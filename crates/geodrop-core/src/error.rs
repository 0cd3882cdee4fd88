//! Error types for GeoDrop

use std::path::PathBuf;

use thiserror::Error;

use crate::identity::AnonymousId;

/// Main error type for GeoDrop operations
#[derive(Error, Debug)]
pub enum GeoDropError {
    /// No namespace exists for the codename presented at login
    #[error("Identity not found")]
    IdentityNotFound,

    /// Two distinct codenames derived the same anonymous id.
    ///
    /// Only ever logged; a collision is a weakness of the derivation
    /// function, not a request-level fault.
    #[error("Duplicate identity: {0}")]
    DuplicateIdentityCollision(AnonymousId),

    /// Decryption failed (wrong key, wrong codename, tampered or foreign data)
    #[error("Decryption failed: {0}")]
    DecryptionFailed(String),

    /// Uploaded bytes are not a valid feature collection
    #[error("Geometry parse error: {0}")]
    GeometryParse(String),

    /// Overwrite or unlink of a stored object did not complete
    #[error("Secure delete failed for {path}: {reason}")]
    SecureDeleteFailed { path: PathBuf, reason: String },

    /// Cryptographic operation failed
    #[error("Crypto error: {0}")]
    Crypto(String),

    /// Key material could not be parsed
    #[error("Invalid key: {0}")]
    InvalidKey(String),

    /// The source has no keypair yet, so nothing can be sealed to it
    #[error("No keypair for identity {0}")]
    KeypairMissing(AnonymousId),

    /// Latitude/longitude input could not be normalized
    #[error("Invalid coordinate: {0}")]
    InvalidCoordinate(String),

    /// Codename request outside the accepted word range
    #[error("Invalid codename: {0}")]
    InvalidCodename(String),

    /// String is not a well-formed anonymous id
    #[error("Invalid identity: {0}")]
    InvalidIdentity(String),

    /// Reply id is malformed or not present in the namespace
    #[error("Reply not found: {0}")]
    ReplyNotFound(String),

    /// Object name does not denote a stored submission
    #[error("Submission not found: {0}")]
    SubmissionNotFound(String),

    /// Configuration value rejected
    #[error("Config error: {0}")]
    Config(String),

    /// The external map renderer failed
    #[error("Render error: {0}")]
    Render(String),

    /// Error during serialization/deserialization
    #[error("Serialization error: {0}")]
    Serialization(#[from] serde_json::Error),

    /// General I/O error
    #[error("IO error: {0}")]
    Io(#[from] std::io::Error),
}

/// Result type alias using GeoDropError
pub type GeoDropResult<T> = Result<T, GeoDropError>;

#[cfg(test)]
mod tests {
    use super::*;

    #[test]
    fn test_error_display() {
        let err = GeoDropError::ReplyNotFound("reply-abc".to_string());
        assert_eq!(format!("{}", err), "Reply not found: reply-abc");
    }

    #[test]
    fn test_error_from_io() {
        let io_err = std::io::Error::new(std::io::ErrorKind::NotFound, "file not found");
        let err: GeoDropError = io_err.into();
        assert!(matches!(err, GeoDropError::Io(_)));
    }

    #[test]
    fn test_identity_not_found_leaks_nothing() {
        assert_eq!(GeoDropError::IdentityNotFound.to_string(), "Identity not found");
    }
}
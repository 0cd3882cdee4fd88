//! Background keypair generation, at most one in flight per identity.
//!
//! Key generation is expensive (an Argon2id pass protects the secret), so it
//! never runs on the request path. A request that finds a flagged identity
//! without a keypair calls [`KeyGenCoordinator::trigger`] and moves on; a later
//! request observes the result through [`KeyPairService::has_keypair`].

use std::collections::HashSet;
use std::sync::Arc;

use parking_lot::Mutex;
use tokio::runtime::Handle;
use tokio::task::JoinHandle;
use tracing::{debug, error, info, warn};

use crate::error::{GeoDropError, GeoDropResult};
use crate::identity::{AnonymousId, Codename};
use crate::keys::KeyPairService;

/// What a call to [`KeyGenCoordinator::trigger`] did.
#[derive(Debug, Clone, Copy, PartialEq, Eq)]
pub enum KeyGenTrigger {
    /// Generation was dispatched.
    Started,
    /// Another generation for the same identity is still running.
    AlreadyRunning,
    /// Nothing to do.
    AlreadyHasKey,
}

/// Deduplicated set of keygen tasks keyed by identity.
pub struct KeyGenCoordinator {
    keys: KeyPairService,
    runtime: Handle,
    in_flight: Arc<Mutex<HashSet<AnonymousId>>>,
    tasks: Mutex<Vec<JoinHandle<()>>>,
}

/// Removes the identity from the in-flight set when the task ends, even if
/// the generation panicked.
struct InFlightGuard {
    in_flight: Arc<Mutex<HashSet<AnonymousId>>>,
    id: AnonymousId,
}

impl Drop for InFlightGuard {
    fn drop(&mut self) {
        self.in_flight.lock().remove(&self.id);
    }
}

impl KeyGenCoordinator {
    pub fn new(keys: KeyPairService, runtime: Handle) -> Self {
        Self {
            keys,
            runtime,
            in_flight: Arc::new(Mutex::new(HashSet::new())),
            tasks: Mutex::new(Vec::new()),
        }
    }

    /// Build a coordinator on the runtime this is called from.
    pub fn on_current_runtime(keys: KeyPairService) -> GeoDropResult<Self> {
        let runtime = Handle::try_current()
            .map_err(|e| GeoDropError::Config(format!("no tokio runtime: {}", e)))?;
        Ok(Self::new(keys, runtime))
    }

    /// Whether a generation for `id` is currently running.
    pub fn is_running(&self, id: &AnonymousId) -> bool {
        self.in_flight.lock().contains(id)
    }

    /// Start generating a keypair for `id` unless one exists or is underway.
    ///
    /// Never waits for the generation. A second trigger while the first is
    /// running is dropped, not queued.
    pub fn trigger(&self, id: &AnonymousId, codename: &Codename) -> KeyGenTrigger {
        if self.keys.has_keypair(id) {
            return KeyGenTrigger::AlreadyHasKey;
        }
        if !self.in_flight.lock().insert(id.clone()) {
            debug!("Keygen already in flight");
            return KeyGenTrigger::AlreadyRunning;
        }

        let guard = InFlightGuard {
            in_flight: Arc::clone(&self.in_flight),
            id: id.clone(),
        };
        let keys = self.keys.clone();
        let codename = codename.clone();

        let handle = self.runtime.spawn_blocking(move || {
            match keys.ensure_keypair(&guard.id, &codename) {
                Ok(true) => info!("Background keygen finished"),
                Ok(false) => debug!("Background keygen found an existing keypair"),
                Err(e) => error!(error = %e, "Background keygen failed"),
            }
            drop(guard);
        });

        let mut tasks = self.tasks.lock();
        tasks.retain(|task| !task.is_finished());
        tasks.push(handle);
        KeyGenTrigger::Started
    }

    /// Wait for every dispatched generation. For process shutdown only.
    pub async fn drain(&self) {
        let pending: Vec<JoinHandle<()>> = std::mem::take(&mut *self.tasks.lock());
        for task in pending {
            if let Err(e) = task.await {
                warn!(error = %e, "Keygen task did not complete");
            }
        }
    }
}

impl std::fmt::Debug for KeyGenCoordinator {
    fn fmt(&self, f: &mut std::fmt::Formatter<'_>) -> std::fmt::Result {
        f.debug_struct("KeyGenCoordinator")
            .field("in_flight", &self.in_flight.lock().len())
            .finish()
    }
}
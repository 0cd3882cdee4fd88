//! Per-identity namespaces on the filesystem.
//!
//! ```text
//! store/
//! └── <anonymous_id>/
//!     ├── 3f9c…_msg.sealed          # message for the recipient
//!     ├── a01b…_ll.sealed           # location feature for the recipient
//!     ├── 77d2…_doc.zip.sealed      # zipped upload for the recipient
//!     ├── reply-c4e8….sealed        # reply for the source
//!     ├── _FLAG                     # recipient wants to reply
//!     └── _KEYPAIR                  # protected source keypair
//! ```
//!
//! Object names are random tokens, never counters or timestamps, so a
//! directory listing says nothing about submission order.

use std::fs::{self, File, OpenOptions};
use std::io::{ErrorKind, Write};
use std::path::{Path, PathBuf};
use std::time::SystemTime;

use tracing::debug;

use crate::crypto::random_token;
use crate::error::{GeoDropError, GeoDropResult};
use crate::identity::AnonymousId;

/// Marker written when the recipient flags a source for reply.
pub const FLAG_FILE: &str = "_FLAG";

/// Protected keypair record of a source.
pub const KEYPAIR_FILE: &str = "_KEYPAIR";

/// Prefix of reply objects.
pub const REPLY_PREFIX: &str = "reply-";

/// Suffix of every sealed object.
pub const SEALED_SUFFIX: &str = ".sealed";

/// Objects being written start with this and are never listed.
const STAGING_PREFIX: &str = ".";

/// Kind of sealed object, which decides its name pattern.
#[derive(Debug, Clone, Copy, PartialEq, Eq)]
pub enum BlobKind {
    Message,
    Location,
    Document,
    Reply,
}

impl BlobKind {
    /// Fresh object name for this kind.
    pub fn fresh_name(self) -> String {
        let token = random_token();
        match self {
            BlobKind::Message => format!("{}_msg{}", token, SEALED_SUFFIX),
            BlobKind::Location => format!("{}_ll{}", token, SEALED_SUFFIX),
            BlobKind::Document => format!("{}_doc.zip{}", token, SEALED_SUFFIX),
            BlobKind::Reply => format!("{}{}{}", REPLY_PREFIX, token, SEALED_SUFFIX),
        }
    }

    /// Classify a stored object name; `None` for markers and records.
    pub fn of_name(name: &str) -> Option<Self> {
        let stem = name.strip_suffix(SEALED_SUFFIX)?;
        if stem.starts_with(REPLY_PREFIX) {
            Some(BlobKind::Reply)
        } else if stem.ends_with("_msg") {
            Some(BlobKind::Message)
        } else if stem.ends_with("_ll") {
            Some(BlobKind::Location)
        } else if stem.ends_with("_doc.zip") {
            Some(BlobKind::Document)
        } else {
            None
        }
    }
}

/// Outcome of creating a namespace.
#[derive(Debug, Clone, Copy, PartialEq, Eq)]
pub enum NamespaceCreation {
    Created,
    AlreadyExisted,
}

/// One entry of a namespace listing.
#[derive(Debug, Clone)]
pub struct StoredObject {
    pub name: String,
    pub modified: SystemTime,
}

/// Filesystem-backed collection of identity namespaces.
#[derive(Debug, Clone)]
pub struct Store {
    root: PathBuf,
}

impl Store {
    /// Open the store rooted at `root`, creating the directory if needed.
    pub fn new(root: impl AsRef<Path>) -> GeoDropResult<Self> {
        let root = root.as_ref().to_path_buf();
        fs::create_dir_all(&root)?;
        Ok(Self { root })
    }

    pub fn root(&self) -> &Path {
        &self.root
    }

    /// Directory of one identity.
    pub fn namespace(&self, id: &AnonymousId) -> PathBuf {
        self.root.join(id.as_str())
    }

    /// Path of a named object inside a namespace.
    pub fn path(&self, id: &AnonymousId, name: &str) -> GeoDropResult<PathBuf> {
        validate_entry_name(name)?;
        Ok(self.namespace(id).join(name))
    }

    /// Whether a namespace exists for `id`; this is what makes an identity "known".
    pub fn exists(&self, id: &AnonymousId) -> bool {
        self.namespace(id).is_dir()
    }

    /// Create the namespace for `id`.
    ///
    /// Uses a single `mkdir`, so of two racing creators exactly one sees
    /// [`NamespaceCreation::Created`].
    pub fn create_namespace(&self, id: &AnonymousId) -> GeoDropResult<NamespaceCreation> {
        match fs::create_dir(self.namespace(id)) {
            Ok(()) => Ok(NamespaceCreation::Created),
            Err(e) if e.kind() == ErrorKind::AlreadyExists => Ok(NamespaceCreation::AlreadyExisted),
            Err(e) => Err(e.into()),
        }
    }

    /// List the objects of a namespace, sorted by name.
    pub fn list(&self, id: &AnonymousId) -> GeoDropResult<Vec<StoredObject>> {
        let mut objects = Vec::new();
        for entry in fs::read_dir(self.namespace(id))? {
            let entry = entry?;
            let metadata = entry.metadata()?;
            if !metadata.is_file() {
                continue;
            }
            let Ok(name) = entry.file_name().into_string() else {
                continue;
            };
            if name.starts_with(STAGING_PREFIX) {
                continue;
            }
            objects.push(StoredObject {
                name,
                modified: metadata.modified()?,
            });
        }
        objects.sort_by(|a, b| a.name.cmp(&b.name));
        Ok(objects)
    }

    /// Write a new object; fails with `AlreadyExists` rather than overwrite.
    ///
    /// The bytes are staged in a hidden file and hard-linked into place, so
    /// the object appears complete or not at all.
    pub fn write_new(&self, id: &AnonymousId, name: &str, bytes: &[u8]) -> GeoDropResult<PathBuf> {
        let path = self.path(id, name)?;
        let staging = self
            .namespace(id)
            .join(format!("{}{}.{}.tmp", STAGING_PREFIX, name, random_token()));

        let published = stage(&staging, bytes).and_then(|()| Ok(fs::hard_link(&staging, &path)?));
        if let Err(e) = fs::remove_file(&staging) {
            if e.kind() != ErrorKind::NotFound {
                debug!(error = %e, "Staging file left behind");
            }
        }
        published?;
        Ok(path)
    }

    /// Remove an object; a missing object is not an error.
    pub fn remove(&self, id: &AnonymousId, name: &str) -> GeoDropResult<()> {
        match fs::remove_file(self.path(id, name)?) {
            Ok(()) => Ok(()),
            Err(e) if e.kind() == ErrorKind::NotFound => Ok(()),
            Err(e) => Err(e.into()),
        }
    }

    /// Store a sealed blob under a fresh name and return that name.
    pub fn put_sealed(&self, id: &AnonymousId, kind: BlobKind, blob: &[u8]) -> GeoDropResult<String> {
        let name = kind.fresh_name();
        self.write_new(id, &name, blob)?;
        debug!(kind = ?kind, size = blob.len(), "Stored sealed object");
        Ok(name)
    }

    /// Read an object.
    pub fn read(&self, id: &AnonymousId, name: &str) -> GeoDropResult<Vec<u8>> {
        Ok(fs::read(self.path(id, name)?)?)
    }

    /// Whether the recipient flagged this identity for reply.
    pub fn is_flagged(&self, id: &AnonymousId) -> bool {
        self.namespace(id).join(FLAG_FILE).is_file()
    }

    /// Flag this identity for reply. Idempotent.
    pub fn set_flag(&self, id: &AnonymousId) -> GeoDropResult<()> {
        if !self.exists(id) {
            return Err(GeoDropError::IdentityNotFound);
        }
        File::create(self.namespace(id).join(FLAG_FILE))?;
        Ok(())
    }

    /// All identities with a namespace, sorted.
    pub fn identities(&self) -> GeoDropResult<Vec<AnonymousId>> {
        let mut ids = Vec::new();
        for entry in fs::read_dir(&self.root)? {
            let entry = entry?;
            if !entry.file_type()?.is_dir() {
                continue;
            }
            if let Some(id) = entry
                .file_name()
                .to_str()
                .and_then(|name| AnonymousId::parse(name).ok())
            {
                ids.push(id);
            }
        }
        ids.sort();
        Ok(ids)
    }
}

fn stage(path: &Path, bytes: &[u8]) -> GeoDropResult<()> {
    let mut file = OpenOptions::new().write(true).create_new(true).open(path)?;
    file.write_all(bytes)?;
    file.sync_all()?;
    Ok(())
}

/// Object names must be a single, plain path component.
pub fn validate_entry_name(name: &str) -> GeoDropResult<()> {
    let valid = !name.is_empty()
        && name != "."
        && name != ".."
        && !name.contains(['/', '\\', '\0']);
    if valid {
        Ok(())
    } else {
        Err(GeoDropError::ReplyNotFound(name.to_string()))
    }
}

TASK: Whenever the string "namespaces" shows up in a line of the entries, copy that line.

EXERCISE ANSWER:
//! Per-identity namespaces on the filesystem.
/// Filesystem-backed collection of identity namespaces.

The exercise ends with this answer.